February is American Heart Month, and vascular health and dementia are related. In fact, after Alzheimer’s disease, vascular dementia is the second-most common form of dementia.
Previous posts have addressed the relationship of hypertension and dementia risk. However, a recent study adds some additional critical information about the relationship of heart health and dementia risk.
Recent Research on Stroke and Dementia
A 2018 University of Exeter (UK) study undertook a meta-analysis of data on stroke and dementia risk from a world-wide pool of 3.2 million people across 48 studies.
Lifetime history of stroke was associated with a 70% increase in dementia risk, and recent stroke with a 50% risk increase. The association between stroke and dementia development was somewhat higher in men than women. Importantly, researchers controlled for blood pressure, diabetes, and cardiovascular disease in the analysis.
Volume of lesions, location, and presence of multiple lesions may also have predictive value. Also, a stroke may accelerate dementia by diminishing amyloid clearance, increasing auto-immune response, and damaging vascular tissues.

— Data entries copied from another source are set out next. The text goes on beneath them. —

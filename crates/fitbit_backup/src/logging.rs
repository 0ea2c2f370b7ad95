/// Configure logging from env var `FITBIT_BACKUP_LOG_LEVEL` (or fallback to
/// `RUST_LOG`, default `info`).
pub fn init_tracing() {
    let log_env = std::env::var("FITBIT_BACKUP_LOG_LEVEL")
        .or_else(|_| std::env::var("RUST_LOG"))
        .unwrap_or_else(|_| "info".to_string());

    // Keep HTTP internals quiet by default
    let combined_filter = format!("{},hyper=warn,reqwest=warn", log_env);
    let env_filter = tracing_subscriber::EnvFilter::try_new(combined_filter)
        .unwrap_or_else(|_| tracing_subscriber::EnvFilter::new("info,hyper=warn,reqwest=warn"));
    tracing_subscriber::fmt()
        .compact()
        .with_writer(std::io::stderr)
        .with_ansi(false)
        .with_target(false)
        .with_env_filter(env_filter)
        .init();
    tracing::debug!("fitbit_backup: log filter: {}", log_env);
}
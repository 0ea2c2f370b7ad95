//! Daily records, the date-indexed dataset and its CSV form.

use crate::error::{BackupError, BackupResult};
use chrono::NaiveDate;
use std::collections::BTreeMap;
use std::io::{Read, Write};
use std::path::{Path, PathBuf};

pub const DATE_HEADER: &str = "Date";
const DATE_FORMAT: &str = "%Y-%m-%d";

/// Metric columns of the published dataset, in file order.
#[derive(Clone, Copy, Debug, PartialEq, Eq, PartialOrd, Ord, Hash)]
pub enum Column {
    Steps,
    Bmi,
    BodyFat,
    Weight,
    TotalSleepMinutes,
    TotalSleepRecords,
    TotalTimeInBed,
    RestingHeartRate,
}

impl Column {
    pub const ALL: [Column; 8] = [
        Column::Steps,
        Column::Bmi,
        Column::BodyFat,
        Column::Weight,
        Column::TotalSleepMinutes,
        Column::TotalSleepRecords,
        Column::TotalTimeInBed,
        Column::RestingHeartRate,
    ];

    pub fn header(self) -> &'static str {
        match self {
            Column::Steps => "Steps",
            Column::Bmi => "BMI",
            Column::BodyFat => "Body Fat %",
            Column::Weight => "Weight",
            Column::TotalSleepMinutes => "Total Sleep (minutes)",
            Column::TotalSleepRecords => "Total Sleep Records",
            Column::TotalTimeInBed => "Total Time in Bed (minutes)",
            Column::RestingHeartRate => "Resting Heart Rate",
        }
    }

    pub fn from_header(header: &str) -> Option<Column> {
        Column::ALL.into_iter().find(|c| c.header() == header.trim())
    }
}

/// Metric values of one day.
pub type Fields = BTreeMap<Column, f64>;

/// Combine two field sets; `overlay` wins where both define a column.
pub fn merge_fields(base: &Fields, overlay: &Fields) -> Fields {
    let mut merged = base.clone();
    merged.extend(overlay.iter().map(|(c, v)| (*c, *v)));
    merged
}

#[derive(Clone, Debug, PartialEq)]
pub struct DailyRecord {
    pub date: NaiveDate,
    pub fields: Fields,
}

impl DailyRecord {
    pub fn new(date: NaiveDate, fields: Fields) -> Self {
        Self { date, fields }
    }

    pub fn get(&self, column: Column) -> Option<f64> {
        self.fields.get(&column).copied()
    }

    pub fn is_empty(&self) -> bool {
        self.fields.is_empty()
    }
}

/// Date-ordered records, at most one per date.
#[derive(Clone, Debug, Default, PartialEq)]
pub struct Dataset {
    records: BTreeMap<NaiveDate, DailyRecord>,
}

impl Dataset {
    pub fn new() -> Self {
        Self::default()
    }

    /// Build from records in write order; a later record for the same date
    /// replaces an earlier one.
    pub fn from_records(records: impl IntoIterator<Item = DailyRecord>) -> Self {
        let mut dataset = Self::new();
        for record in records {
            dataset.upsert(record);
        }
        dataset
    }

    /// Insert `record`, returning the record it replaced.
    pub fn upsert(&mut self, record: DailyRecord) -> Option<DailyRecord> {
        self.records.insert(record.date, record)
    }

    /// Combine with `newer`; rows of `newer` replace rows with the same date.
    pub fn merge(mut self, newer: Dataset) -> Dataset {
        self.records.extend(newer.records);
        self
    }

    pub fn get(&self, date: NaiveDate) -> Option<&DailyRecord> {
        self.records.get(&date)
    }

    pub fn first_date(&self) -> Option<NaiveDate> {
        self.records.keys().next().copied()
    }

    pub fn last_date(&self) -> Option<NaiveDate> {
        self.records.keys().next_back().copied()
    }

    pub fn len(&self) -> usize {
        self.records.len()
    }

    pub fn is_empty(&self) -> bool {
        self.records.is_empty()
    }

    pub fn records(&self) -> impl Iterator<Item = &DailyRecord> {
        self.records.values()
    }

    /// Parse CSV with a `Date` column. Unknown columns are ignored and empty
    /// cells are absent values.
    pub fn from_csv_reader<R: Read>(reader: R) -> BackupResult<Self> {
        let mut rdr = csv::Reader::from_reader(reader);
        let headers = rdr.headers()?.clone();
        let date_idx = headers
            .iter()
            .position(|h| h.trim() == DATE_HEADER)
            .ok_or_else(|| BackupError::Payload(format!("dataset has no {DATE_HEADER} column")))?;
        let columns: Vec<(usize, Column)> = headers
            .iter()
            .enumerate()
            .filter_map(|(i, h)| Column::from_header(h).map(|c| (i, c)))
            .collect();

        let mut records = Vec::new();
        for row in rdr.records() {
            let row = row?;
            let raw_date = row.get(date_idx).unwrap_or_default().trim();
            let date = NaiveDate::parse_from_str(raw_date, DATE_FORMAT)
                .map_err(|e| BackupError::Payload(format!("invalid date {raw_date:?}: {e}")))?;
            let mut fields = Fields::new();
            for (idx, column) in &columns {
                let cell = row.get(*idx).unwrap_or_default().trim();
                if cell.is_empty() {
                    continue;
                }
                let value = cell.parse::<f64>().map_err(|e| {
                    BackupError::Payload(format!(
                        "invalid {} value {cell:?} on {date}: {e}",
                        column.header()
                    ))
                })?;
                fields.insert(*column, value);
            }
            records.push(DailyRecord::new(date, fields));
        }
        Ok(Self::from_records(records))
    }

    pub fn from_csv_str(contents: &str) -> BackupResult<Self> {
        Self::from_csv_reader(contents.as_bytes())
    }

    /// Write `Date` then every metric column in fixed order, rows by date.
    pub fn to_csv_writer<W: Write>(&self, writer: W) -> BackupResult<()> {
        let mut wtr = csv::Writer::from_writer(writer);
        let mut header = vec![DATE_HEADER];
        header.extend(Column::ALL.iter().map(|c| c.header()));
        wtr.write_record(&header)?;
        for record in self.records.values() {
            let mut row = vec![record.date.format(DATE_FORMAT).to_string()];
            row.extend(
                Column::ALL
                    .iter()
                    .map(|c| record.get(*c).map(format_value).unwrap_or_default()),
            );
            wtr.write_record(&row)?;
        }
        wtr.flush()?;
        Ok(())
    }

    pub fn to_csv_string(&self) -> BackupResult<String> {
        let mut buf = Vec::new();
        self.to_csv_writer(&mut buf)?;
        String::from_utf8(buf).map_err(|e| BackupError::Payload(e.to_string()))
    }
}

/// Render integral values without a fractional part.
pub fn format_value(value: f64) -> String {
    if value.fract() == 0.0 && value.abs() < 1e15 {
        format!("{}", value as i64)
    } else {
        format!("{value}")
    }
}

/// Serialize `dataset` to `path`, creating parent directories.
pub fn write(dataset: &Dataset, path: &Path) -> BackupResult<PathBuf> {
    if let Some(parent) = path.parent().filter(|p| !p.as_os_str().is_empty()) {
        std::fs::create_dir_all(parent)?;
    }
    let file = std::fs::File::create(path)?;
    dataset.to_csv_writer(std::io::BufWriter::new(file))?;
    tracing::info!(path = %path.display(), rows = dataset.len(), "wrote dataset");
    Ok(path.to_path_buf())
}

/// Load the last published dataset from an HTTP(S) URL or a local path.
///
/// A 404 or a missing local file yields an empty dataset.
pub async fn load_baseline(http: &reqwest::Client, source: &str) -> BackupResult<Dataset> {
    if source.starts_with("http://") || source.starts_with("https://") {
        let resp = http.get(source).send().await?;
        let status = resp.status();
        if status == reqwest::StatusCode::NOT_FOUND {
            tracing::warn!(%source, "no published dataset yet; starting empty");
            return Ok(Dataset::new());
        }
        if !status.is_success() {
            return Err(BackupError::Baseline(format!("GET {source} returned {status}")));
        }
        let text = resp.text().await?;
        let dataset = Dataset::from_csv_str(&text)?;
        tracing::info!(
            %source,
            rows = dataset.len(),
            last = ?dataset.last_date(),
            "loaded baseline"
        );
        return Ok(dataset);
    }

    match std::fs::read_to_string(source) {
        Ok(text) => Dataset::from_csv_str(&text),
        Err(e) if e.kind() == std::io::ErrorKind::NotFound => {
            tracing::warn!(%source, "baseline file not found; starting empty");
            Ok(Dataset::new())
        }
        Err(e) => Err(e.into()),
    }
}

Tracking Cognitive Health After a Stroke
Researchers in the study suggest that stroke prevention and post-stroke rehabilitation could both play a role in reducing the impact of stroke. These results amplify both the urgency and opportunity to address hypertension and stroke risk as modifiable risk factors in dementia.
Tracking cognitive health along with vascular health following a stroke may also be helpful. Validated, digital cognitive assessment tools — like BrainCheck — can allow physicians to see trends in cognitive function over time.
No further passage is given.